> [TASK GOAL] Starting at the line that holds "be non-negative, got" and stopping at the line that holds "most 64 (Hamming", restate the records below word for word, with both of those lines included.

> [INFORMATION SUPPLIED]
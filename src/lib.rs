//! # Photo Triage
//!
//! A photo-corpus triage engine: score blurriness, group exact
//! duplicates, and find visually similar shots across a directory tree.
//!
//! ## Core Philosophy
//! - **Never delete anything** - triage reports findings, humans act on them
//! - **Pay for work once** - expensive per-file computations are cached
//!   next to the photos and validated by modification time
//! - **Interruptible** - scans checkpoint as they go and resume where
//!   they stopped
//!
//! ## Architecture
//! The library is split into a core engine (UI-agnostic) and presentation
//! layers:
//! - `core` - scanning, blur scoring, duplicate and similarity detection
//! - `config` - scan settings, validated once per scan
//! - `events` - event-driven progress reporting
//! - `error` - typed error taxonomy
//! - `cli` - command-line interface (binary only)

pub mod config;
pub mod core;
pub mod error;
pub mod events;

// Re-export commonly used types at the crate root
pub use config::{BlurAlgorithm, ScanSettings, SimilarityMode};
pub use crate::core::orchestrator::{ScanOrchestrator, ScanOutcome, ScanStatus};
pub use error::{Result, TriageError};

/// Initialize tracing for the library
///
/// This should be called by the application entry point (CLI or GUI).
pub fn init_tracing() {
    let subscriber = tracing_subscriber::fmt()
        .with_env_filter(tracing_subscriber::EnvFilter::from_default_env())
        .finish();
    tracing::subscriber::set_global_default(subscriber)
        .expect("Failed to set global default tracing subscriber");
}
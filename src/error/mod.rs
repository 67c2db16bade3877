//! # Error Module
//!
//! Error types for the photo triage engine.
//!
//! ## Design Principles
//! - **Never panic** on user data - return errors instead
//! - **Include context** - paths, file names, what went wrong
//! - **Per-item failures stay per-item** - they are collected into the scan's
//!   error list and never abort the whole scan

use std::path::PathBuf;
use thiserror::Error;

/// Top-level application error
#[derive(Error, Debug)]
pub enum TriageError {
    #[error("File access error: {0}")]
    FileAccess(#[from] FileAccessError),

    #[error("Decode error: {0}")]
    Decode(#[from] DecodeError),

    #[error("Compute error: {0}")]
    Compute(#[from] ComputeError),

    #[error("Resource error: {0}")]
    Resource(#[from] ResourceError),

    #[error("State error: {0}")]
    State(#[from] StateError),

    #[error("Configuration error: {0}")]
    Config(String),
}

/// Errors accessing files or directories on disk
#[derive(Error, Debug)]
pub enum FileAccessError {
    #[error("Directory not found: {path}")]
    DirectoryNotFound { path: PathBuf },

    #[error("Not a directory: {path}")]
    NotADirectory { path: PathBuf },

    #[error("Permission denied accessing: {path}")]
    PermissionDenied { path: PathBuf },

    #[error("Failed to read directory {path}: {source}")]
    ReadDirectory {
        path: PathBuf,
        #[source]
        source: std::io::Error,
    },

    #[error("Failed to read file {path}: {source}")]
    ReadFile {
        path: PathBuf,
        #[source]
        source: std::io::Error,
    },
}

/// Errors decoding image data
#[derive(Error, Debug)]
pub enum DecodeError {
    #[error("Failed to decode image {path}: {reason}")]
    InvalidImage { path: PathBuf, reason: String },

    #[error("Image is empty: {path}")]
    EmptyImage { path: PathBuf },

    #[error("Failed to open image file {path}: {source}")]
    Io {
        path: PathBuf,
        #[source]
        source: std::io::Error,
    },
}

/// Errors where a transform's preconditions are not met
#[derive(Error, Debug)]
pub enum ComputeError {
    #[error("Image {path} is too small ({width}x{height}, minimum {min}x{min})")]
    ImageTooSmall {
        path: PathBuf,
        width: u32,
        height: u32,
        min: u32,
    },
}

/// Errors from resource exhaustion during a transform
#[derive(Error, Debug)]
pub enum ResourceError {
    #[error("Out of memory computing {operation} for {path}")]
    OutOfMemory { operation: String, path: PathBuf },
}

/// Errors with persisted state (checkpoint or cache files)
#[derive(Error, Debug)]
pub enum StateError {
    #[error("Failed to write state file {path}: {source}")]
    WriteFailed {
        path: PathBuf,
        #[source]
        source: std::io::Error,
    },

    #[error("Failed to serialize state: {0}")]
    SerializationFailed(String),

    #[error("State file {path} is not usable: {reason}")]
    InvalidState { path: PathBuf, reason: String },
}

/// Convenience Result type alias
pub type Result<T> = std::result::Result<T, TriageError>;

#[cfg(test)]
mod tests {
    use super::*;

    #[test]
    fn file_access_error_includes_path() {
        let error = FileAccessError::DirectoryNotFound {
            path: PathBuf::from("/photos/vacation"),
        };
        let message = error.to_string();
        assert!(message.contains("/photos/vacation"));
    }

    #[test]
    fn decode_error_includes_reason() {
        let error = DecodeError::InvalidImage {
            path: PathBuf::from("/photos/broken.jpg"),
            reason: "invalid JPEG".to_string(),
        };
        let message = error.to_string();
        assert!(message.contains("/photos/broken.jpg"));
        assert!(message.contains("invalid JPEG"));
    }

    #[test]
    fn compute_error_reports_dimensions() {
        let error = ComputeError::ImageTooSmall {
            path: PathBuf::from("/photos/tiny.png"),
            width: 2,
            height: 2,
            min: 4,
        };
        let message = error.to_string();
        assert!(message.contains("2x2"));
        assert!(message.contains("minimum 4x4"));
    }

    #[test]
    fn errors_convert_to_top_level() {
        let error: TriageError = StateError::SerializationFailed("bad json".to_string()).into();
        assert!(error.to_string().contains("bad json"));
    }
}
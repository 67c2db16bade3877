//! Frequency-domain blur score.
//!
//! Computes a 2D Fourier transform of the intensity image and measures how
//! much of the magnitude spectrum falls outside a centered low-frequency
//! disk of radius `radius_ratio * min(width, height)`. Sharp images carry
//! substantial high-frequency energy; blurred ones concentrate energy near
//! the zero-frequency component.

use crate::core::decode::ImageDecoder;
use crate::error::{ComputeError, ResourceError, TriageError};
use image::GrayImage;
use rustfft::{num_complex::Complex, FftPlanner};
use std::path::Path;

/// Minimum image dimension for a meaningful spectrum
const MIN_DIMENSION: u32 = 4;

/// Score an image file in [0, 1]; lower = blurrier.
///
/// A flat image (total spectral energy ~0) scores 0, not an error.
pub fn frequency_score(path: &Path, radius_ratio: f64) -> Result<f64, TriageError> {
    let gray = ImageDecoder::decode_gray(path)?;
    score_gray(&gray, radius_ratio, path)
}

fn score_gray(gray: &GrayImage, radius_ratio: f64, path: &Path) -> Result<f64, TriageError> {
    let (width, height) = gray.dimensions();
    if width < MIN_DIMENSION || height < MIN_DIMENSION {
        return Err(ComputeError::ImageTooSmall {
            path: path.to_path_buf(),
            width,
            height,
            min: MIN_DIMENSION,
        }
        .into());
    }

    let w = width as usize;
    let h = height as usize;
    let len = w * h;

    let mut spectrum: Vec<Complex<f32>> = Vec::new();
    spectrum
        .try_reserve_exact(len)
        .map_err(|_| ResourceError::OutOfMemory {
            operation: "frequency blur score".to_string(),
            path: path.to_path_buf(),
        })?;
    spectrum.extend(gray.pixels().map(|p| Complex::new(p[0] as f32, 0.0)));

    // Row pass, then column pass through a scratch buffer.
    let mut planner = FftPlanner::<f32>::new();
    let row_fft = planner.plan_fft_forward(w);
    for row in spectrum.chunks_exact_mut(w) {
        row_fft.process(row);
    }

    let col_fft = planner.plan_fft_forward(h);
    let mut column = vec![Complex::new(0.0f32, 0.0); h];
    for x in 0..w {
        for y in 0..h {
            column[y] = spectrum[y * w + x];
        }
        col_fft.process(&mut column);
        for y in 0..h {
            spectrum[y * w + x] = column[y];
        }
    }

    // Summing over signed frequency indices is equivalent to shifting the
    // zero-frequency component to the image center and masking a disk there.
    let radius = ((radius_ratio * width.min(height) as f64) as i64).max(1);
    let radius_sq = radius * radius;

    let mut total = 0.0f64;
    let mut low = 0.0f64;
    for y in 0..h {
        let fy = signed_frequency(y, h);
        for x in 0..w {
            let fx = signed_frequency(x, w);
            let magnitude = spectrum[y * w + x].norm() as f64;
            total += magnitude;
            if fx * fx + fy * fy <= radius_sq {
                low += magnitude;
            }
        }
    }

    if total <= 1e-6 {
        return Ok(0.0);
    }

    Ok(((total - low) / total).clamp(0.0, 1.0))
}

/// Map an FFT bin index to its signed frequency offset from DC
fn signed_frequency(index: usize, n: usize) -> i64 {
    if index < n.div_ceil(2) {
        index as i64
    } else {
        index as i64 - n as i64
    }
}
//! # Configuration Module
//!
//! One immutable, explicitly typed settings structure, validated once and
//! constructed per scan. A snapshot of it rides in every checkpoint and
//! result export so a resumed or reloaded scan knows exactly what produced
//! its data.

use crate::error::TriageError;
use serde::{Deserialize, Serialize};

/// Selectable blur scoring algorithms
#[derive(Debug, Clone, Copy, PartialEq, Eq, Serialize, Deserialize)]
#[serde(rename_all = "kebab-case")]
pub enum BlurAlgorithm {
    /// Frequency-domain score in [0, 1]; low score = energy concentrated in
    /// low frequencies = blurry
    Frequency,
    /// Variance of the Laplacian response, unbounded; low variance = blurry
    LocalVariance,
}

impl std::fmt::Display for BlurAlgorithm {
    fn fmt(&self, f: &mut std::fmt::Formatter<'_>) -> std::fmt::Result {
        match self {
            BlurAlgorithm::Frequency => write!(f, "frequency"),
            BlurAlgorithm::LocalVariance => write!(f, "local-variance"),
        }
    }
}

/// Selectable similarity detection modes, trading cost for recall/precision
#[derive(Debug, Clone, Copy, PartialEq, Eq, Serialize, Deserialize)]
#[serde(rename_all = "kebab-case")]
pub enum SimilarityMode {
    /// Perceptual hash only; fastest, score = Hamming distance
    HashOnly,
    /// Descriptor matching over every pair; most precise, O(n²) expensive
    DescriptorOnly,
    /// Hash prefilter, then descriptor confirmation; default balance
    Combined,
}

impl std::fmt::Display for SimilarityMode {
    fn fmt(&self, f: &mut std::fmt::Formatter<'_>) -> std::fmt::Result {
        match self {
            SimilarityMode::HashOnly => write!(f, "hash-only"),
            SimilarityMode::DescriptorOnly => write!(f, "descriptor-only"),
            SimilarityMode::Combined => write!(f, "combined"),
        }
    }
}

/// All settings for one scan.
///
/// Construct with [`ScanSettings::default`] and adjust, then call
/// [`ScanSettings::validate`] before handing it to the orchestrator.
#[derive(Debug, Clone, PartialEq, Serialize, Deserialize)]
pub struct ScanSettings {
    /// Which blur scorer to run
    pub blur_algorithm: BlurAlgorithm,
    /// "Is blurry" cutoff, in the selected algorithm's own units.
    /// Frequency: [0, 1]. Local variance: non-negative, typically 50-500.
    pub blur_threshold: f64,
    /// Low-frequency disk radius as a fraction of min(width, height)
    /// for the frequency scorer
    pub radius_ratio: f64,
    /// Similarity detection mode
    pub similarity_mode: SimilarityMode,
    /// Maximum Hamming distance (0-64) for the perceptual-hash prefilter
    pub hash_threshold: u32,
    /// Maximum keypoints extracted per image for descriptor matching
    pub n_features: usize,
    /// Ratio-test acceptance bound in (0, 1]; a match is kept when
    /// best_distance < ratio * second_best_distance
    pub ratio_threshold: f32,
    /// Minimum good-match count for a pair to be reported similar
    pub min_good_matches: usize,
    /// Recurse into subdirectories of the scan root
    pub recursive: bool,
    /// Use the persistent per-directory cache
    pub cache_enabled: bool,
    /// Write a checkpoint every this many processed items
    pub checkpoint_interval: usize,
}

impl Default for ScanSettings {
    fn default() -> Self {
        Self {
            blur_algorithm: BlurAlgorithm::LocalVariance,
            blur_threshold: 100.0,
            radius_ratio: 0.05,
            similarity_mode: SimilarityMode::Combined,
            hash_threshold: 5,
            n_features: 1000,
            ratio_threshold: 0.75,
            min_good_matches: 30,
            recursive: true,
            cache_enabled: true,
            checkpoint_interval: 25,
        }
    }
}

impl ScanSettings {
    /// Check that every field is inside its documented range.
    ///
    /// The hash threshold is a raw Hamming-distance bound over the 64-bit
    /// perceptual signature; there is no secondary 0-100 scale.
    pub fn validate(&self) -> Result<(), TriageError> {
        match self.blur_algorithm {
            BlurAlgorithm::Frequency => {
                if !(0.0..=1.0).contains(&self.blur_threshold) {
                    return Err(TriageError::Config(format!(
                        "frequency blur threshold must be in [0, 1], got {}",
                        self.blur_threshold
                    )));
                }
            }
            BlurAlgorithm::LocalVariance => {
                if self.blur_threshold < 0.0 {
                    return Err(TriageError::Config(format!(
                        "local-variance blur threshold must be non-negative, got {}",
                        self.blur_threshold
                    )));
                }
            }
        }

        if !(self.radius_ratio > 0.0 && self.radius_ratio <= 0.5) {
            return Err(TriageError::Config(format!(
                "radius ratio must be in (0, 0.5], got {}",
                self.radius_ratio
            )));
        }

        if self.hash_threshold > 64 {
            return Err(TriageError::Config(format!(
                "hash threshold must be at most 64 (Hamming distance over a 64-bit hash), got {}",
                self.hash_threshold
            )));
        }

        if self.n_features < 8 {
            return Err(TriageError::Config(format!(
                "feature count must be at least 8, got {}",
                self.n_features
            )));
        }

        if !(self.ratio_threshold > 0.0 && self.ratio_threshold <= 1.0) {
            return Err(TriageError::Config(format!(
                "ratio threshold must be in (0, 1], got {}",
                self.ratio_threshold
            )));
        }

        if self.min_good_matches == 0 {
            return Err(TriageError::Config(
                "minimum good-match count must be at least 1".to_string(),
            ));
        }

        if self.checkpoint_interval == 0 {
            return Err(TriageError::Config(
                "checkpoint interval must be at least 1".to_string(),
            ));
        }

        Ok(())
    }
}

#[cfg(test)]
mod tests {
    use super::*;

    #[test]
    fn default_settings_are_valid() {
        assert!(ScanSettings::default().validate().is_ok());
    }

    #[test]
    fn frequency_threshold_above_one_rejected() {
        let settings = ScanSettings {
            blur_algorithm: BlurAlgorithm::Frequency,
            blur_threshold: 1.5,
            ..Default::default()
        };
        assert!(settings.validate().is_err());
    }

    #[test]
    fn local_variance_threshold_above_one_accepted() {
        let settings = ScanSettings {
            blur_algorithm: BlurAlgorithm::LocalVariance,
            blur_threshold: 250.0,
            ..Default::default()
        };
        assert!(settings.validate().is_ok());
    }

    #[test]
    fn hash_threshold_above_64_rejected() {
        let settings = ScanSettings {
            hash_threshold: 100,
            ..Default::default()
        };
        assert!(settings.validate().is_err());
    }

    #[test]
    fn zero_checkpoint_interval_rejected() {
        let settings = ScanSettings {
            checkpoint_interval: 0,
            ..Default::default()
        };
        assert!(settings.validate().is_err());
    }

    #[test]
    fn settings_round_trip_through_json() {
        let settings = ScanSettings::default();
        let json = serde_json::to_string(&settings).unwrap();
        let restored: ScanSettings = serde_json::from_str(&json).unwrap();
        assert_eq!(settings, restored);
    }

    #[test]
    fn enums_serialize_kebab_case() {
        let json = serde_json::to_string(&SimilarityMode::HashOnly).unwrap();
        assert_eq!(json, "\"hash-only\"");
        let json = serde_json::to_string(&BlurAlgorithm::LocalVariance).unwrap();
        assert_eq!(json, "\"local-variance\"");
    }
}
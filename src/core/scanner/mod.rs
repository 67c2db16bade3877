//! # Scanner Module
//!
//! Discovers candidate image files under a scan root.
//!
//! ## Supported Formats
//! - JPEG (.jpg, .jpeg)
//! - PNG (.png)
//! - WebP (.webp)
//! - HEIC (.heic, .heif) - iPhone photos
//! - GIF (.gif)
//! - BMP (.bmp)
//! - TIFF (.tiff, .tif)
//!
//! The enumerator returns a deduplicated, lexicographically sorted list of
//! absolute paths to regular files. Symlinks are never followed. Individual
//! unreadable entries are skipped silently; decode problems surface later,
//! when the file is actually opened.

mod filter;
mod walker;

pub use filter::ImageFilter;
pub use walker::FileEnumerator;

use serde::{Deserialize, Serialize};
use std::path::PathBuf;
use std::time::SystemTime;

/// Identity of one candidate image, derived on demand from the filesystem
#[derive(Debug, Clone, Serialize, Deserialize)]
pub struct ImageFile {
    /// Absolute path to the image file
    pub path: PathBuf,
    /// File size in bytes
    pub size: u64,
    /// Last modified time
    pub modified: SystemTime,
}
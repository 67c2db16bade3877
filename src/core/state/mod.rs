//! # State Module
//!
//! Resumable scan checkpoints.
//!
//! The orchestrator snapshots its progress into a [`ScanState`] and this
//! module persists it under `.photo-triage/scan_state.json` in the scanned
//! root. On the next run the checkpoint is honored only when the
//! directory, format version and settings snapshot all match; anything
//! else means "no usable checkpoint" and a fresh scan, never a failure.
//!
//! In memory the state uses hash sets and maps for O(1) membership tests.
//! On disk every set becomes a sorted `Vec` and every map a `BTreeMap`, so
//! writing the same state twice produces byte-identical files.

use crate::config::ScanSettings;
use crate::core::cache::CACHE_DIR_NAME;
use crate::core::report::ScanResults;
use crate::error::StateError;
use serde::{Deserialize, Serialize};
use std::collections::{BTreeMap, HashMap, HashSet};
use std::fs;
use std::path::{Path, PathBuf};
use tracing::warn;

/// Version written into checkpoint files
pub const STATE_FORMAT_VERSION: u32 = 1;

/// Checkpoint file name inside the cache directory
pub const STATE_FILE_NAME: &str = "scan_state.json";

/// Everything needed to resume an interrupted scan
#[derive(Debug, Clone)]
pub struct ScanState {
    /// The scanned root, canonical identity of this checkpoint
    pub directory: PathBuf,
    /// Settings the interrupted scan ran with
    pub settings: ScanSettings,
    /// Full candidate list as enumerated at scan start
    pub candidates: Vec<PathBuf>,
    /// Files whose blur scoring finished (successfully or not)
    pub blur_done: HashSet<PathBuf>,
    /// Files whose content digesting finished
    pub digest_done: HashSet<PathBuf>,
    /// Files whose perceptual hashing finished
    pub phash_done: HashSet<PathBuf>,
    /// Pairs whose final similarity stage finished, in canonical order
    pub compared_pairs: HashSet<(PathBuf, PathBuf)>,
    /// Digests computed so far; carried here so resume works with the
    /// cache disabled
    pub digests: HashMap<PathBuf, String>,
    /// Encoded perceptual hashes computed so far
    pub phashes: HashMap<PathBuf, String>,
    /// Partial findings accumulated before the interruption
    pub results: ScanResults,
}

impl ScanState {
    pub fn new(directory: PathBuf, settings: ScanSettings, candidates: Vec<PathBuf>) -> Self {
        Self {
            directory,
            settings,
            candidates,
            blur_done: HashSet::new(),
            digest_done: HashSet::new(),
            phash_done: HashSet::new(),
            compared_pairs: HashSet::new(),
            digests: HashMap::new(),
            phashes: HashMap::new(),
            results: ScanResults::default(),
        }
    }

    /// Canonical (sorted) form of an unordered pair
    pub fn pair_key(a: &Path, b: &Path) -> (PathBuf, PathBuf) {
        if a <= b {
            (a.to_path_buf(), b.to_path_buf())
        } else {
            (b.to_path_buf(), a.to_path_buf())
        }
    }

    pub fn mark_pair_compared(&mut self, a: &Path, b: &Path) {
        self.compared_pairs.insert(Self::pair_key(a, b));
    }

    pub fn is_pair_compared(&self, a: &Path, b: &Path) -> bool {
        self.compared_pairs.contains(&Self::pair_key(a, b))
    }

    /// Items finished across all per-file phases, for resume reporting
    pub fn processed_count(&self) -> usize {
        self.blur_done.len() + self.digest_done.len() + self.phash_done.len()
    }
}

/// On-disk checkpoint representation with deterministic ordering
#[derive(Debug, Serialize, Deserialize)]
struct CheckpointFile {
    format_version: u32,
    directory: PathBuf,
    settings: ScanSettings,
    candidates: Vec<PathBuf>,
    blur_done: Vec<PathBuf>,
    digest_done: Vec<PathBuf>,
    phash_done: Vec<PathBuf>,
    compared_pairs: Vec<(PathBuf, PathBuf)>,
    digests: BTreeMap<PathBuf, String>,
    phashes: BTreeMap<PathBuf, String>,
    results: ScanResults,
}

impl CheckpointFile {
    fn from_state(state: &ScanState) -> Self {
        let sorted_set = |set: &HashSet<PathBuf>| -> Vec<PathBuf> {
            let mut v: Vec<PathBuf> = set.iter().cloned().collect();
            v.sort();
            v
        };
        let blur_done = sorted_set(&state.blur_done);
        let digest_done = sorted_set(&state.digest_done);
        let phash_done = sorted_set(&state.phash_done);

        let mut compared_pairs: Vec<(PathBuf, PathBuf)> =
            state.compared_pairs.iter().cloned().collect();
        compared_pairs.sort();

        Self {
            format_version: STATE_FORMAT_VERSION,
            directory: state.directory.clone(),
            settings: state.settings.clone(),
            candidates: state.candidates.clone(),
            blur_done,
            digest_done,
            phash_done,
            compared_pairs,
            digests: state.digests.iter().map(|(k, v)| (k.clone(), v.clone())).collect(),
            phashes: state.phashes.iter().map(|(k, v)| (k.clone(), v.clone())).collect(),
            results: state.results.clone(),
        }
    }

    fn into_state(self) -> ScanState {
        ScanState {
            directory: self.directory,
            settings: self.settings,
            candidates: self.candidates,
            blur_done: self.blur_done.into_iter().collect(),
            digest_done: self.digest_done.into_iter().collect(),
            phash_done: self.phash_done.into_iter().collect(),
            compared_pairs: self.compared_pairs.into_iter().collect(),
            digests: self.digests.into_iter().collect(),
            phashes: self.phashes.into_iter().collect(),
            results: self.results,
        }
    }
}

fn state_path(directory: &Path) -> PathBuf {
    directory.join(CACHE_DIR_NAME).join(STATE_FILE_NAME)
}

/// Persist a checkpoint for the given scan root
pub fn save(state: &ScanState) -> Result<(), StateError> {
    let cache_dir = state.directory.join(CACHE_DIR_NAME);
    let path = cache_dir.join(STATE_FILE_NAME);
    fs::create_dir_all(&cache_dir).map_err(|e| StateError::WriteFailed {
        path: cache_dir.clone(),
        source: e,
    })?;

    let file = CheckpointFile::from_state(state);
    let json = serde_json::to_string_pretty(&file)
        .map_err(|e| StateError::SerializationFailed(e.to_string()))?;
    fs::write(&path, json).map_err(|e| StateError::WriteFailed { path, source: e })
}

/// Load a checkpoint for the given root, if a usable one exists.
///
/// "Usable" means: the file parses, carries the current format version,
/// records the same directory, and its settings snapshot equals
/// `settings`. Every other outcome logs a warning and returns `None`.
pub fn load(directory: &Path, settings: &ScanSettings) -> Option<ScanState> {
    let path = state_path(directory);
    let contents = fs::read_to_string(&path).ok()?;

    let file: CheckpointFile = match serde_json::from_str(&contents) {
        Ok(f) => f,
        Err(e) => {
            warn!(path = %path.display(), error = %e, "checkpoint unreadable, starting fresh");
            return None;
        }
    };

    if file.format_version != STATE_FORMAT_VERSION {
        warn!(
            found = file.format_version,
            expected = STATE_FORMAT_VERSION,
            "checkpoint format version mismatch, starting fresh"
        );
        return None;
    }
    if file.directory != directory {
        warn!(
            recorded = %file.directory.display(),
            requested = %directory.display(),
            "checkpoint belongs to a different directory, starting fresh"
        );
        return None;
    }
    if &file.settings != settings {
        warn!("checkpoint settings differ from the requested scan, starting fresh");
        return None;
    }

    Some(file.into_state())
}

/// Remove the checkpoint for a scan root; missing files are fine
pub fn delete(directory: &Path) -> Result<(), StateError> {
    let path = state_path(directory);
    match fs::remove_file(&path) {
        Ok(()) => Ok(()),
        Err(e) if e.kind() == std::io::ErrorKind::NotFound => Ok(()),
        Err(e) => Err(StateError::WriteFailed { path, source: e }),
    }
}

> [TASK RESULT]
                        "local-variance blur threshold must be non-negative, got {}",
                        self.blur_threshold
                    )));
                }
            }
        }

        if !(self.radius_ratio > 0.0 && self.radius_ratio <= 0.5) {
            return Err(TriageError::Config(format!(
                "radius ratio must be in (0, 0.5], got {}",
                self.radius_ratio
            )));
        }

        if self.hash_threshold > 64 {
            return Err(TriageError::Config(format!(
                "hash threshold must be at most 64 (Hamming distance over a 64-bit hash), got {}",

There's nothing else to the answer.